In 1972 Ethiopia under Haile Selassie negotiated a truce between North and South Sudan, leading to Addis Ababa Agreement which brought peace to Sudan between 1972-1983. But both Khartoum and south are unhappy with the truce, the South wanted its own army and regional government, and the North increasingly coming under Islamic rule. Sudan joined the Arab world following 1973 Israeli war, and Hassan al-Turabi (the cleric who inspired Osama bin Laden, became increasingly powerful.
Christian missionaries become more active in south, and in 1970s large oil deposits discovered in southern provinces of Upper Nile and Jonglei. (Possibly 10 billion barrels) Chevron and Total main concessions, southerners wanted refineries built in south, Nimairi and Muslims demanded they be built in north. (Also conflict over Jonglei canal, water diversion for cotton fields.), expanding mechanized farming and dislocating farmers, and leading to black migration north.
In 1983 the (SPLA) Sudan Peoples Liberation Army/Movement was formed with John Garang, a Dinka orphan who had fought in the first war, but was encouraged to go to college, attending Grinnell College in the US and acquiring a PhD in agricultural economics from the University of Dar Es Salaam. The war breaks out when SPLA attacks oil refineries, and by 1985 the SPLA attacked outposts in the Bahr el Ghazal, Jonglei and Kordofan, as well as in Blue Nile and Nuba Mountains. In response, the government unleashed Baqqara murrahalin (militias) against Nuba, not the first time the government used armed pastoralists to attack farmers.

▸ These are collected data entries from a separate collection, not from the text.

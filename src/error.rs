//! Global error handling for codemap-extract
//!
//! This module provides a centralized error type that can represent errors
//! from all modules in the project.

use std::io;
use std::path::PathBuf;
use thiserror::Error;

use crate::prompt::SelectionError;

/// Global error type for codemap-extract operations
#[derive(Error, Debug)]
pub enum ExtractError {
    /// File system errors
    #[error("IO error: {0}")]
    Io(#[from] io::Error),

    /// Failure while writing a specific output file
    #[error("Failed to write {path}: {source}")]
    Write {
        path: PathBuf,
        #[source]
        source: io::Error,
    },

    /// Failure while creating an output directory
    #[error("Failed to create directory {path}: {source}")]
    CreateDir {
        path: PathBuf,
        #[source]
        source: io::Error,
    },

    /// JSON processing errors
    #[error("JSON error: {0}")]
    Json(#[from] serde_json::Error),

    /// Invalid ignore pattern
    #[error("Glob error: {0}")]
    Glob(#[from] globset::Error),

    /// Configuration errors
    #[error("Configuration error: {0}")]
    Config(String),

    /// Operator selection could not be interpreted
    #[error("Invalid selection: {0}")]
    Selection(#[from] SelectionError),

    /// Path not found
    #[error("Path not found: {0}")]
    PathNotFound(String),

    /// Invalid argument
    #[error("Invalid argument: {0}")]
    InvalidArgument(String),
}

/// Specialized Result type for codemap-extract operations
pub type Result<T> = std::result::Result<T, ExtractError>;

/// Creates an ExtractError with a formatted message
#[macro_export]
macro_rules! error {
    ($error_type:ident, $($arg:tt)*) => {
        $crate::error::ExtractError::$error_type(format!($($arg)*))
    };
}

/// Returns an error result with a formatted message
#[macro_export]
macro_rules! bail {
    ($error_type:ident, $($arg:tt)*) => {
        return Err($crate::error!($error_type, $($arg)*))
    };
}

/// Ensures a condition is true, otherwise returns an error
#[macro_export]
macro_rules! ensure {
    ($cond:expr, $error_type:ident, $($arg:tt)*) => {
        if !($cond) {
            $crate::bail!($error_type, $($arg)*)
        }
    };
}

impl ExtractError {
    /// Exit code used by the binary for this error
    pub fn exit_code(&self) -> i32 {
        match self {
            Self::Config(_) | Self::Json(_) | Self::Glob(_) => 1,
            Self::Io(_) | Self::Write { .. } | Self::CreateDir { .. } => 2,
            Self::PathNotFound(_) => 3,
            Self::InvalidArgument(_) | Self::Selection(_) => 5,
        }
    }
}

SPLA attacked Mundari people in Equatoria, for supporting the government.
In Khartoum, the Islamicists were calling for a fundamentalist state, and Nimairi arrested Turabi and 100 Muslim Brothers to stem their power. The Muslims call for intifada against Nimairi and overthrow him in April 1985. Sadiq al Mahdi assumes power.

Islamicists gain power,


During the 1980s, the SPLA allied to Mengistu in Ethiopia, who had overthrown Haile Selassie in 1974 and established a Soviet client state. The SPLA periodically attacked Mengistu’s enemies, including the Oromo Liberation Front which was fight alongside Eritreans and Tigrayans to topple Mengistu. In addition, Garang fought Uganda (Musevini), sheltered the Lord Resistance Army.
In Darfur, Fur – Zaghawa conflicts in Darfur escalates, with Chad backing different factions. SPLA’s strength grows with Soviet weapons, and they take areas in south, as well as Nuba. Bu 1989 the Sadiq presidency wants negotiations with SPLA, Turabi’s NIF walk out of government and SPLA enter a ceasefire with the government. But in June 1989 Sadiq al Mahdi's government is overthrown by Brigadier Umar al-Bashir, backed by Turabi and the National Islamic Front. They impose Sharia Islamic code throughout country including hadud punishments of flogging, stoning, and amputation, referred to legislature.
By 1991, the Ethiopian rebel armies of OLF, EPLF, and TPLF gain ascendancy and Mengistu is overthrown. Garang loses his main supporter, and weakened, factional fighting breaks out within the SPLA, with a Nuer faction splitting, and splitting again. In 1992 a Fatwa is issued by ulama (religious leaders) defines civil war as jihad against unbelievers and apostates; SPLA defeated in Darfur, and reconciliation talks in Nairobi between SPLA factions fail. Sudan army victories grow, take important cities including Juba, further splits in SPLA.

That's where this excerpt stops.